David Levine died this week, aged 83 years, leaving behind a life's work of extraordinary wit, humor, and biting truth. He was an artist with an enormous following (assuming, optimistically, that a literate, politically aware population can still be judged enormous) but a fairly low profile. I imagine even many of those who enjoyed his regular contributions to the New York Review of Books were not aware of details beyond those brilliant drawings. Levine was New York born, bred, and educated, but was also a worthy heir to great traditions in political drawing. I've read comparisons to various predecessors but I find the closest one to be Honore Daumier (French, late 19th c.) who was similarly good-natured about going for the juglar, and who, like Levine, was also a skillful painter of everyday scenes with a soft sense of color and touch.
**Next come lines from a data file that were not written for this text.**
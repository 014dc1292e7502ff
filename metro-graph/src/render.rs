//! Textual rendering of a network's track layout.
//!
//! Presentation only: everything here reads the public accessors and owns no
//! state. Tracks render sorted by id so the output is stable across runs
//! even though the underlying maps are unordered.

use crate::domain::{StationKind, Track, TrackKind};
use crate::network::Network;

/// Renders every track as a header line plus its chain of stations.
///
/// Station markers encode the current kind: `[T]`erminal, `[J]`unction,
/// `[E]`xpress, transfer `[X]`, and `[ ]` for regular stations. Express
/// tracks join their stations with `═══`, all others with `───`.
pub fn network_structure<T>(network: &Network<T>) -> String {
    let mut out = String::from("=== NETWORK STRUCTURE ===\n\n");

    let mut tracks: Vec<&Track> = network.tracks().collect();
    tracks.sort_by(|a, b| a.id().cmp(b.id()));

    for track in tracks {
        out.push_str(&format!(
            "{} LINE: {} ({})\n",
            track.kind().as_str().to_uppercase(),
            track.id(),
            track.color()
        ));

        let connector = if track.kind() == TrackKind::Express {
            "═══"
        } else {
            "───"
        };
        let mut row = String::from("  ");
        for (i, id) in track.stations().iter().enumerate() {
            let mark = network
                .station(id.as_str())
                .map(|station| marker(station.kind()))
                .unwrap_or("[?]");
            row.push_str(mark);
            row.push_str(id.as_str());
            if i + 1 < track.stations().len() {
                row.push_str(connector);
            }
        }
        out.push_str(&row);
        out.push_str("\n\n");
    }

    out
}

fn marker(kind: StationKind) -> &'static str {
    match kind {
        StationKind::Terminal => "[T]",
        StationKind::Junction => "[J]",
        StationKind::Express => "[E]",
        StationKind::Transfer => "[X]",
        StationKind::Regular => "[ ]",
    }
}
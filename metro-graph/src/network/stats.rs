//! Aggregate metrics over a network snapshot.

use std::collections::BTreeMap;

use serde::Serialize;

use crate::domain::{StationKind, TrackKind};
use crate::network::Network;

/// A point-in-time summary of network shape and load.
///
/// Counts are computed fresh on every call to
/// [`Network::get_network_statistics`]; nothing here is cached. Station
/// kind counts reflect the current tag only, so a terminal later retagged
/// as a junction counts once, as a junction.
#[derive(Debug, Clone, PartialEq, Serialize)]
pub struct NetworkStats {
    pub total_stations: usize,
    pub total_tracks: usize,
    pub total_data_items: usize,
    pub junction_count: usize,
    pub express_stations: usize,
    pub transfer_hubs: usize,
    pub terminal_points: usize,
    /// Number of tracks per kind; kinds with no tracks are absent.
    pub track_distribution: BTreeMap<TrackKind, usize>,
    /// Mean number of outgoing references per station
    /// (per-kind edges both ways, branch entries and transfers).
    pub avg_connectivity: f64,
}

impl<T> Network<T> {
    /// Computes summary statistics for the current network state.
    pub fn get_network_statistics(&self) -> NetworkStats {
        let mut junction_count = 0;
        let mut express_stations = 0;
        let mut transfer_hubs = 0;
        let mut terminal_points = 0;
        let mut total_connections = 0usize;

        for station in self.stations.values() {
            match station.kind() {
                StationKind::Junction => junction_count += 1,
                StationKind::Express => express_stations += 1,
                StationKind::Transfer => transfer_hubs += 1,
                StationKind::Terminal => terminal_points += 1,
                StationKind::Regular => {}
            }
            total_connections += station.connection_count();
        }

        let mut track_distribution: BTreeMap<TrackKind, usize> = BTreeMap::new();
        for track in self.tracks.values() {
            *track_distribution.entry(track.kind()).or_insert(0) += 1;
        }

        let avg_connectivity = if self.stations.is_empty() {
            0.0
        } else {
            total_connections as f64 / self.stations.len() as f64
        };

        NetworkStats {
            total_stations: self.stations.len(),
            total_tracks: self.tracks.len(),
            total_data_items: self.total_data_items,
            junction_count,
            express_stations,
            transfer_hubs,
            terminal_points,
            track_distribution,
            avg_connectivity,
        }
    }
}

#[cfg(test)]
mod tests {
    use super::*;

    #[test]
    fn empty_network_is_all_zeroes() {
        let network: Network<u32> = Network::new();
        let stats = network.get_network_statistics();
        assert_eq!(stats.total_stations, 0);
        assert_eq!(stats.total_tracks, 0);
        assert_eq!(stats.total_data_items, 0);
        assert!(stats.track_distribution.is_empty());
        assert_eq!(stats.avg_connectivity, 0.0);
    }

    #[test]
    fn counts_station_kinds_by_current_tag() {
        let mut network = Network::new();
        network.create_main_line("M1", vec!["a", "b", "c", "d"], "blue");
        network
            .create_branch_line("B1", "M1_station_1", vec!["x"], "green")
            .unwrap();
        network.add_transfer_connection("M1_station_2", "B1_station_0", 1);

        let stats = network.get_network_statistics();
        assert_eq!(stats.total_stations, 5);
        assert_eq!(stats.total_tracks, 2);
        assert_eq!(stats.total_data_items, 5);
        assert_eq!(stats.junction_count, 1);
        // The branch terminal was retagged as a transfer hub.
        assert_eq!(stats.transfer_hubs, 2);
        assert_eq!(stats.terminal_points, 2);
        assert_eq!(stats.express_stations, 0);
    }

    #[test]
    fn track_distribution_by_kind() {
        let mut network = Network::new();
        network.create_main_line("M1", vec!["a", "b", "c"], "blue");
        network.create_main_line("M2", vec!["d"], "red");
        network.create_express_line("E1", "M1", &[0, 2], "yellow").unwrap();
        network
            .create_loop_connection("M1_station_2", "M2_station_0", "orange")
            .unwrap();

        let stats = network.get_network_statistics();
        assert_eq!(stats.track_distribution.get(&TrackKind::Main), Some(&2));
        assert_eq!(stats.track_distribution.get(&TrackKind::Express), Some(&1));
        assert_eq!(stats.track_distribution.get(&TrackKind::Loop), Some(&1));
        assert_eq!(stats.track_distribution.get(&TrackKind::Branch), None);
    }

    #[test]
    fn three_station_line_scenario() {
        let mut network = Network::new();
        network.create_main_line("M1", vec!["a", "b", "c"], "blue");

        let stats = network.get_network_statistics();
        assert_eq!(stats.total_stations, 3);
        assert_eq!(stats.terminal_points, 2);
        assert_eq!(stats.junction_count, 0);
        // a: next=1, b: next+prev=2, c: prev=1, total 4 over 3 stations.
        assert!((stats.avg_connectivity - 4.0 / 3.0).abs() < 1e-9);

        network.add_transfer_connection("M1_station_0", "M1_station_2", 1);
        // Two more references, one per endpoint.
        let stats = network.get_network_statistics();
        assert!((stats.avg_connectivity - 2.0).abs() < 1e-9);
    }

    #[test]
    fn serializes_with_lowercase_kind_keys() {
        let mut network = Network::new();
        network.create_main_line("M1", vec!["a"], "blue");
        let stats = network.get_network_statistics();
        let json = serde_json::to_value(&stats).unwrap();
        assert_eq!(json["total_stations"], 1);
        assert_eq!(json["track_distribution"]["main"], 1);
    }
}
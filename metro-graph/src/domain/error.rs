//! Network error types.
//!
//! Construction operations that anchor onto existing entities fail with
//! these when the anchor is missing. The failure is checked before any
//! mutation, so a returned error never leaves a partial track behind.

use super::{StationId, TrackId};

/// Errors raised by network construction operations.
#[derive(Debug, Clone, PartialEq, Eq, thiserror::Error)]
pub enum NetworkError {
    /// Referenced station identifier does not exist in the network
    #[error("station {0} not found")]
    StationNotFound(StationId),

    /// Referenced track identifier does not exist in the network
    #[error("track {0} not found")]
    TrackNotFound(TrackId),
}
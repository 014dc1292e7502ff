//! Incremental construction of lines and connections.
//!
//! Every operation here validates its anchors before touching the network,
//! so a returned error leaves the network exactly as it was. Station
//! identifiers are derived from the owning track id and are not checked for
//! collisions; reusing a line id overwrites the earlier stations.

use tracing::debug;

use crate::domain::{
    NetworkError, Station, StationId, StationKind, Track, TrackId, TrackKind, Transfer,
};
use crate::network::Network;

impl<T> Network<T> {
    /// Creates a main line of `items.len()` stations chained in order.
    ///
    /// Station ids are `{line_id}_station_{i}`. The first and last stations
    /// are tagged [`StationKind::Terminal`], interior ones
    /// [`StationKind::Regular`]; a single-station line is a terminal on its
    /// own.
    pub fn create_main_line(&mut self, line_id: &str, items: Vec<T>, color: &str) -> &Track {
        let mut track = Track::new(TrackId::from(line_id), TrackKind::Main, color);
        let item_count = items.len();
        let last_index = item_count.saturating_sub(1);
        let mut prev_id: Option<StationId> = None;

        for (i, item) in items.into_iter().enumerate() {
            let id = StationId::from(format!("{line_id}_station_{i}"));
            let kind = if i == 0 || i == last_index {
                StationKind::Terminal
            } else {
                StationKind::Regular
            };
            let mut station = Station::new(id.clone(), item, kind);
            station.line_colors.insert(color.to_string());
            self.stations.insert(id.clone(), station);
            if let Some(prev) = &prev_id {
                self.chain(TrackKind::Main, prev, &id);
            }
            track.stations.push(id.clone());
            prev_id = Some(id);
        }

        self.total_data_items += item_count;
        debug!(line = line_id, stations = item_count, "created main line");
        self.register_track(track)
    }

    /// Creates a branch line hanging off an existing station.
    ///
    /// The anchor station is retagged [`StationKind::Junction`] and records
    /// the branch's first station in its branch list. Branch stations are
    /// chained with [`TrackKind::Branch`] edges starting from the junction;
    /// only the last one is a terminal. The junction itself is not part of
    /// the branch track and does not pick up its color.
    ///
    /// # Errors
    ///
    /// [`NetworkError::StationNotFound`] if the junction station does not
    /// exist; the network is left unchanged.
    pub fn create_branch_line(
        &mut self,
        branch_id: &str,
        junction_station_id: &str,
        items: Vec<T>,
        color: &str,
    ) -> Result<&Track, NetworkError> {
        let Some(junction) = self.stations.get_mut(junction_station_id) else {
            return Err(NetworkError::StationNotFound(StationId::from(
                junction_station_id,
            )));
        };
        junction.kind = StationKind::Junction;
        let junction_id = junction.id.clone();

        let mut track = Track::new(TrackId::from(branch_id), TrackKind::Branch, color);
        let item_count = items.len();
        let last_index = item_count.saturating_sub(1);
        let mut prev_id = junction_id.clone();

        for (i, item) in items.into_iter().enumerate() {
            let id = StationId::from(format!("{branch_id}_station_{i}"));
            let kind = if i == last_index {
                StationKind::Terminal
            } else {
                StationKind::Regular
            };
            let mut station = Station::new(id.clone(), item, kind);
            station.line_colors.insert(color.to_string());
            self.stations.insert(id.clone(), station);
            self.chain(TrackKind::Branch, &prev_id, &id);
            if i == 0 {
                if let Some(junction) = self.stations.get_mut(junction_id.as_str()) {
                    junction.branches.push(id.clone());
                }
            }
            track.stations.push(id.clone());
            prev_id = id;
        }

        self.total_data_items += item_count;
        debug!(
            branch = branch_id,
            junction = junction_station_id,
            stations = item_count,
            "created branch line"
        );
        Ok(self.register_track(track))
    }

    /// Creates an express overlay on top of an existing main line.
    ///
    /// `station_indices` select stations of the main line by position;
    /// out-of-range indices are skipped without error. Selected stations are
    /// retagged [`StationKind::Express`], chained with
    /// [`TrackKind::Express`] edges, and each non-final stop records the
    /// following one as its express shortcut. No new stations or items are
    /// created.
    ///
    /// # Errors
    ///
    /// [`NetworkError::TrackNotFound`] if the main line does not exist.
    pub fn create_express_line(
        &mut self,
        express_id: &str,
        main_line_id: &str,
        station_indices: &[usize],
        color: &str,
    ) -> Result<&Track, NetworkError> {
        let main_stations: Vec<StationId> = match self.tracks.get(main_line_id) {
            Some(track) => track.stations.clone(),
            None => {
                return Err(NetworkError::TrackNotFound(TrackId::from(main_line_id)));
            }
        };

        let mut track = Track::new(TrackId::from(express_id), TrackKind::Express, color);
        let mut prev_stop: Option<StationId> = None;

        for &index in station_indices {
            let Some(id) = main_stations.get(index) else {
                continue;
            };
            if let Some(station) = self.stations.get_mut(id.as_str()) {
                station.kind = StationKind::Express;
                station.line_colors.insert(color.to_string());
            }
            if let Some(prev) = &prev_stop {
                self.chain(TrackKind::Express, prev, id);
                if let Some(station) = self.stations.get_mut(prev.as_str()) {
                    station.express_skip = Some(id.clone());
                }
            }
            track.stations.push(id.clone());
            track.express_stops.insert(id.clone());
            prev_stop = Some(id.clone());
        }

        debug!(
            express = express_id,
            over = main_line_id,
            stops = track.stations.len(),
            "created express line"
        );
        Ok(self.register_track(track))
    }

    /// Creates a one-way loop shortcut from one station to another.
    ///
    /// The connection is a single directed [`TrackKind::Loop`] edge from
    /// `start_station_id` to `end_station_id`, recorded as a two-station
    /// track named `loop_{start}_{end}`. It does not cycle back.
    ///
    /// # Errors
    ///
    /// [`NetworkError::StationNotFound`] naming the first missing endpoint;
    /// the network is left unchanged.
    pub fn create_loop_connection(
        &mut self,
        start_station_id: &str,
        end_station_id: &str,
        color: &str,
    ) -> Result<&Track, NetworkError> {
        if !self.stations.contains_key(start_station_id) {
            return Err(NetworkError::StationNotFound(StationId::from(
                start_station_id,
            )));
        }
        if !self.stations.contains_key(end_station_id) {
            return Err(NetworkError::StationNotFound(StationId::from(
                end_station_id,
            )));
        }

        let start = StationId::from(start_station_id);
        let end = StationId::from(end_station_id);
        let loop_id = format!("loop_{start_station_id}_{end_station_id}");
        let mut track = Track::new(TrackId::from(loop_id), TrackKind::Loop, color);

        self.chain(TrackKind::Loop, &start, &end);
        for id in [&start, &end] {
            if let Some(station) = self.stations.get_mut(id.as_str()) {
                station.line_colors.insert(color.to_string());
            }
        }
        track.stations = vec![start, end];

        debug!(
            from = start_station_id,
            to = end_station_id,
            "created loop connection"
        );
        Ok(self.register_track(track))
    }

    /// Adds a symmetric transfer edge between two stations.
    ///
    /// Both stations record a [`Transfer`] to the other with the same cost
    /// and are retagged [`StationKind::Transfer`]. If either station is
    /// missing the call does nothing; no track is created either way.
    pub fn add_transfer_connection(&mut self, station1_id: &str, station2_id: &str, cost: u32) {
        let Some(id1) = self.stations.get(station1_id).map(|s| s.id.clone()) else {
            return;
        };
        let Some(id2) = self.stations.get(station2_id).map(|s| s.id.clone()) else {
            return;
        };

        if let Some(station) = self.stations.get_mut(id1.as_str()) {
            station.transfers.push(Transfer {
                to: id2.clone(),
                cost,
            });
            station.kind = StationKind::Transfer;
        }
        if let Some(station) = self.stations.get_mut(id2.as_str()) {
            station.transfers.push(Transfer { to: id1, cost });
            station.kind = StationKind::Transfer;
        }
        debug!(a = station1_id, b = station2_id, cost, "added transfer");
    }
}
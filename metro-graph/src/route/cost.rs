//! Route cost arithmetic.
//!
//! Edge costs are fractional (an express hop is half a normal hop, the skip
//! pointer three tenths) but always exact tenths, so costs are fixed-point
//! tenths of a hop rather than floats. That keeps `Ord` — the search sorts
//! candidates by cost — without floating-point comparison.

use std::fmt;
use std::ops::Add;

/// Accumulated or incremental cost of moving through the network, in tenths
/// of a hop.
///
/// # Examples
///
/// ```
/// use metro_graph::route::RouteCost;
///
/// // An express hop is cheaper than a normal hop, the skip cheaper still.
/// assert!(RouteCost::EXPRESS_SKIP < RouteCost::EXPRESS_HOP);
/// assert!(RouteCost::EXPRESS_HOP < RouteCost::HOP);
///
/// let two_hops = RouteCost::HOP + RouteCost::HOP;
/// assert_eq!(two_hops.to_string(), "2.0");
/// ```
#[derive(Debug, Clone, Copy, Default, PartialEq, Eq, Hash, PartialOrd, Ord)]
pub struct RouteCost(u32);

impl RouteCost {
    /// No cost; the starting accumulated cost of a search.
    pub const ZERO: RouteCost = RouteCost(0);

    /// One ordinary hop along a main, branch or loop edge (1.0).
    pub const HOP: RouteCost = RouteCost(10);

    /// One hop along an express edge (0.5).
    pub const EXPRESS_HOP: RouteCost = RouteCost(5);

    /// Taking an express skip pointer (0.3).
    pub const EXPRESS_SKIP: RouteCost = RouteCost(3);

    /// The loop-specific surcharge hop (2.0).
    pub const LOOP_HOP: RouteCost = RouteCost(20);

    /// Cost of a transfer edge with the given stored whole-hop cost.
    pub fn transfer(cost: u32) -> RouteCost {
        RouteCost(cost.saturating_mul(10))
    }

    /// Raw value in tenths of a hop.
    pub fn tenths(self) -> u32 {
        self.0
    }
}

impl Add for RouteCost {
    type Output = RouteCost;

    fn add(self, rhs: RouteCost) -> RouteCost {
        RouteCost(self.0.saturating_add(rhs.0))
    }
}

impl fmt::Display for RouteCost {
    fn fmt(&self, f: &mut fmt::Formatter<'_>) -> fmt::Result {
        write!(f, "{}.{}", self.0 / 10, self.0 % 10)
    }
}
I've picked out a few samples of David Levine's work from the thousands available on sites, including:
The evidence of all these drawings shows the extremely high standard he set for himself: perhaps it all came easy to him, but he never seemed to falter on any front: likeness, informed subtext, and of course, the amazing art value of every single drawing - expressive line, contrast of black and white in just the right proportions, a breathtaking sense of composition. He had an amazingly flexible bag of tricks with which he entertained and immortalized - Nixon as a long-haired mutt, Kissinger f**king the world, LBJ's Vietnam scar, Picasso as his own drawing of a bull, Stravinsky, upon his death, as a giant nose heading for his Venice burial in a gondola.
We are all richer for the gifts he used so generously. Thank you, David Levine.